Wednesday, February 6, 2013





How do doctors weigh the risks and benefits of diagnostic tests? Sometimes it's harder than you might think. 

Take CT scans, which deliver known doses of radiation to patients. Add kids, for whom radiation risks are higher -- in part because of their smaller developing bodies and because there's more time ahead to see effects of radiation. Now consider a CT scan for a child with severe and chronic sinusitis. A kid who has come to a specialist after having tried other diagnostics and treatments for their condition. A CT scan has the potential to reveal definitively -- more than any other test -- what's going on. 

I wrote about the risk data and the benefits in practice of using CT scans in kids for ENT Today.

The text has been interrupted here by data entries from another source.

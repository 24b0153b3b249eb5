//! Logical broadcast bus connecting CAN nodes

use std::sync::{Arc, PoisonError, RwLock};

use thiserror::Error;

use super::frame::CanFrame;
use super::node::{CanNode, NodeId};

/// Node limit of the host-side bus model
pub const MAX_CAN_NODES: usize = 16;

#[derive(Debug, Error, Clone, PartialEq, Eq)]
pub enum BusError {
    #[error("CAN bus node limit reached ({capacity} nodes)")]
    Full { capacity: usize },
    #[error("node {0} is already attached")]
    AlreadyAttached(NodeId),
    #[error("node {0} references a different bus")]
    ForeignNode(NodeId),
}

/// Registry of attached nodes plus the synchronous broadcast.
///
/// Delivery runs on the caller's thread. The registry lock is only held to
/// take a snapshot, so sinks may transmit again from inside a delivery.
#[derive(Debug)]
pub struct CanBus {
    nodes: RwLock<Vec<Arc<CanNode>>>,
    capacity: usize,
}

impl CanBus {
    pub fn new(capacity: usize) -> Self {
        Self {
            nodes: RwLock::new(Vec::with_capacity(capacity)),
            capacity,
        }
    }

    /// Register `node`, reporting why it was refused.
    ///
    /// The node's bus reference is claimed while the registry is locked, so
    /// a node racing onto two buses lands on exactly one of them.
    pub fn try_attach(self: &Arc<Self>, node: &Arc<CanNode>) -> Result<(), BusError> {
        {
            let mut nodes = self.nodes.write().unwrap_or_else(PoisonError::into_inner);
            if nodes.iter().any(|n| Arc::ptr_eq(n, node)) {
                return Err(BusError::AlreadyAttached(node.id()));
            }
            if nodes.len() >= self.capacity {
                return Err(BusError::Full {
                    capacity: self.capacity,
                });
            }
            if !node.set_bus(self) {
                return Err(BusError::ForeignNode(node.id()));
            }
            nodes.push(node.clone());
        }
        tracing::debug!(node = %node.id(), "attached to CAN bus");
        Ok(())
    }

    /// Register `node` for future broadcasts.
    ///
    /// Refusals are reported on the diagnostic channel only.
    pub fn attach(self: &Arc<Self>, node: &Arc<CanNode>) {
        match self.try_attach(node) {
            Ok(()) => {}
            Err(e @ BusError::AlreadyAttached(_)) => tracing::debug!("{}", e),
            Err(e) => tracing::warn!("{}", e),
        }
    }

    /// Deliver a copy of `frame` to every attached node except `sender`,
    /// in attachment order. Each receiver's sink runs after its enqueue.
    pub fn transmit(&self, sender: &CanNode, frame: &CanFrame) {
        let endpoints = self.nodes();
        for node in endpoints
            .iter()
            .filter(|node| !std::ptr::eq(node.as_ref(), sender))
        {
            node.rx().enqueue(*frame);
            tracing::debug!(from = %sender.id(), to = %node.id(), %frame, "frame delivered");
            if let Some(sink) = node.sink() {
                sink.deliver(node, frame);
            }
        }
    }

    /// Snapshot of the attached nodes in delivery order.
    pub fn nodes(&self) -> Vec<Arc<CanNode>> {
        self.nodes
            .read()
            .unwrap_or_else(PoisonError::into_inner)
            .clone()
    }

    pub fn contains(&self, node: &CanNode) -> bool {
        self.nodes
            .read()
            .unwrap_or_else(PoisonError::into_inner)
            .iter()
            .any(|n| std::ptr::eq(n.as_ref(), node))
    }

    pub fn len(&self) -> usize {
        self.nodes.read().unwrap_or_else(PoisonError::into_inner).len()
    }

    pub fn is_empty(&self) -> bool {
        self.len() == 0
    }

    pub fn capacity(&self) -> usize {
        self.capacity
    }
}

impl Default for CanBus {
    fn default() -> Self {
        Self::new(MAX_CAN_NODES)
    }
}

The doses are small, but they do add up. As one ENT doctor told me: “I don’t think much about one CT scan. But I do think about two CT scans.”

Photo credit: thesmokingsection on Flickr

Thursday, January 31, 2013

River dams: good for generating electricity but bad for fish. In the Northeast US, many ocean fish species swim into rivers and upstream into small tributaries to spawn -- and complete their life cycle. Dams are a major barrier to these migratory fish and so people have come up with a variety of ways to help get fish around the dams -- from trapping and trucking to structures called fish ladders and elevators. 

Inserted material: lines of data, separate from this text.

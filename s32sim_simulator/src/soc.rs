//! S32K358 SoC: peripheral instances, bus wiring and the MMIO address map

use std::sync::{Arc, Mutex, PoisonError};

use s32sim_shared::board_config::{BoardConfig, PeripheralKind, Region};
use s32sim_shared::config::SimConfig;
use s32sim_shared::{CanBus, CanNode, NodeId, RegisterFile};

use crate::peripherals::flexcan::FlexCan;
use crate::peripherals::irq::IrqSignal;
use crate::peripherals::lpuart::Lpuart;
use crate::peripherals::sinks::SharedBuffer;

/// Instance counts and bus sizing of one SoC build
#[derive(Debug, Clone, PartialEq, Eq)]
pub struct SocConfig {
    pub flexcans: usize,
    pub lpuarts: usize,
    pub bus_capacity: usize,
    pub rx_queue_size: usize,
}

impl Default for SocConfig {
    fn default() -> Self {
        Self::from(&SimConfig::default())
    }
}

impl From<&SimConfig> for SocConfig {
    fn from(config: &SimConfig) -> Self {
        Self {
            flexcans: config.flexcan.count,
            lpuarts: config.lpuart.count,
            bus_capacity: config.bus.capacity,
            rx_queue_size: config.bus.rx_queue_size,
        }
    }
}

pub struct S32k358Soc {
    board: BoardConfig,
    bus: Arc<CanBus>,
    flexcans: Vec<Arc<Mutex<FlexCan>>>,
    lpuarts: Vec<Arc<Mutex<Lpuart>>>,
    lpuart_irqs: Vec<Arc<IrqSignal>>,
    outputs: Vec<SharedBuffer>,
}

impl S32k358Soc {
    pub fn new(config: &SocConfig) -> Self {
        let board = BoardConfig::s32k3x8evb(config.lpuarts, config.flexcans);
        let bus = Arc::new(CanBus::new(config.bus_capacity));

        let mut flexcans = Vec::with_capacity(config.flexcans);
        for i in 0..config.flexcans {
            let id = NodeId(u8::try_from(i).unwrap_or(u8::MAX));
            let node = Arc::new(CanNode::with_rx_capacity(id, config.rx_queue_size));
            node.set_bus(&bus);
            let mut can = FlexCan::new(node);
            can.realize();
            flexcans.push(Arc::new(Mutex::new(can)));
        }

        let mut lpuarts = Vec::with_capacity(config.lpuarts);
        let mut lpuart_irqs = Vec::with_capacity(config.lpuarts);
        let mut outputs = Vec::with_capacity(config.lpuarts);
        for region in board.regions.iter().filter(|r| r.kind == PeripheralKind::Lpuart) {
            let irq = Arc::new(IrqSignal::new(region.irq.unwrap_or_default()));
            let output = SharedBuffer::new();
            let uart = Lpuart::new(region.name.clone(), irq.clone(), Box::new(output.clone()));
            lpuarts.push(Arc::new(Mutex::new(uart)));
            lpuart_irqs.push(irq);
            outputs.push(output);
        }

        tracing::info!(
            board = %board.name,
            flexcans = flexcans.len(),
            lpuarts = lpuarts.len(),
            "SoC created"
        );
        Self {
            board,
            bus,
            flexcans,
            lpuarts,
            lpuart_irqs,
            outputs,
        }
    }

    pub fn board(&self) -> &BoardConfig {
        &self.board
    }

    pub fn memory_map(&self) -> &[Region] {
        &self.board.regions
    }

    pub fn bus(&self) -> &Arc<CanBus> {
        &self.bus
    }

    pub fn flexcan(&self, index: usize) -> Option<&Arc<Mutex<FlexCan>>> {
        self.flexcans.get(index)
    }

    /// Bus node behind FlexCAN `index`.
    pub fn can_node(&self, index: usize) -> Option<Arc<CanNode>> {
        self.flexcan(index).map(|can| {
            can.lock()
                .unwrap_or_else(PoisonError::into_inner)
                .node()
                .clone()
        })
    }

    pub fn flexcan_count(&self) -> usize {
        self.flexcans.len()
    }

    pub fn lpuart(&self, index: usize) -> Option<&Arc<Mutex<Lpuart>>> {
        self.lpuarts.get(index)
    }

    pub fn lpuart_irq(&self, index: usize) -> Option<&Arc<IrqSignal>> {
        self.lpuart_irqs.get(index)
    }

    /// Everything LPUART `index` has transmitted.
    pub fn uart_output(&self, index: usize) -> Option<&SharedBuffer> {
        self.outputs.get(index)
    }

    pub fn lpuart_count(&self) -> usize {
        self.lpuarts.len()
    }

    fn peripheral(&self, region: &Region) -> Option<Box<dyn RegisterFile>> {
        match region.kind {
            PeripheralKind::Lpuart => self
                .lpuarts
                .get(region.index)
                .map(|p| Box::new(p.clone()) as Box<dyn RegisterFile>),
            PeripheralKind::FlexCan => self
                .flexcans
                .get(region.index)
                .map(|p| Box::new(p.clone()) as Box<dyn RegisterFile>),
        }
    }

    fn decode(&self, addr: u32, size: u32) -> Option<(Box<dyn RegisterFile>, u32)> {
        if size != 4 {
            tracing::warn!("unsupported {}-byte access at 0x{:08X}", size, addr);
            return None;
        }
        match self.board.decode(addr) {
            Some((region, offset)) => self.peripheral(region).map(|p| (p, offset)),
            None => {
                tracing::warn!("access to unmapped address 0x{:08X}", addr);
                None
            }
        }
    }

    /// Bus read of `size` bytes at `addr`. Only word accesses reach a
    /// peripheral; anything else reads 0.
    pub fn mmio_read(&self, addr: u32, size: u32) -> u32 {
        match self.decode(addr, size) {
            Some((mut regs, offset)) => regs.read(offset),
            None => 0,
        }
    }

    pub fn mmio_write(&self, addr: u32, value: u32, size: u32) {
        if let Some((mut regs, offset)) = self.decode(addr, size) {
            regs.write(offset, value);
        }
    }

    /// Register file view of the peripheral window starting at `base`, going
    /// through the address decoder on every access.
    pub fn window(self: &Arc<Self>, base: u32) -> MmioWindow {
        MmioWindow {
            soc: self.clone(),
            base,
        }
    }
}

/// A peripheral as the firmware sees it: absolute addresses through the SoC
/// address map.
#[derive(Clone)]
pub struct MmioWindow {
    soc: Arc<S32k358Soc>,
    base: u32,
}

impl MmioWindow {
    pub fn base(&self) -> u32 {
        self.base
    }
}

impl RegisterFile for MmioWindow {
    fn read(&mut self, offset: u32) -> u32 {
        self.soc.mmio_read(self.base.wrapping_add(offset), 4)
    }

    fn write(&mut self, offset: u32, value: u32) {
        self.soc.mmio_write(self.base.wrapping_add(offset), value, 4)
    }
}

For ScienceNOW, I wrote about a new report that looked at the numbers of fish using fish passages on three major river systems: the Merrimack, the Connecticut, and the Susquehanna.  Although stated targets at these dams call for hundreds of thousands of fish to pass through, the actual numbers were in the hundreds, the tens, and in the case of river herring on the Susquehanna, single digits. 

The report's authors make their case for dam removal, saying that other dams -- farther upstream or on less ecologically important waterways -- could make up the power loss. Further they point to Maine, where such radical action has been taken on the Penobscot River. 
photo credit: Wildcat Dunny on flickr

Tuesday, January 29, 2013

Household mold is certainly an unsightly nuisance, but how bad is it for your health? I looked into the question for the Washington Post. Experts say allergic responses are most common. Toxic mold, on the other hand, is more myth than truth -- at least in terms of inhaling invisible spores and becoming severely ill.

The issue is relevant to those states that suffered Superstorm Sandy's exceptional storm surge, which resulted in many flooded homes. I share some revealing reports from the CDC after Hurricane Katrina and from the Institute of Medicine about the health effects of damp places.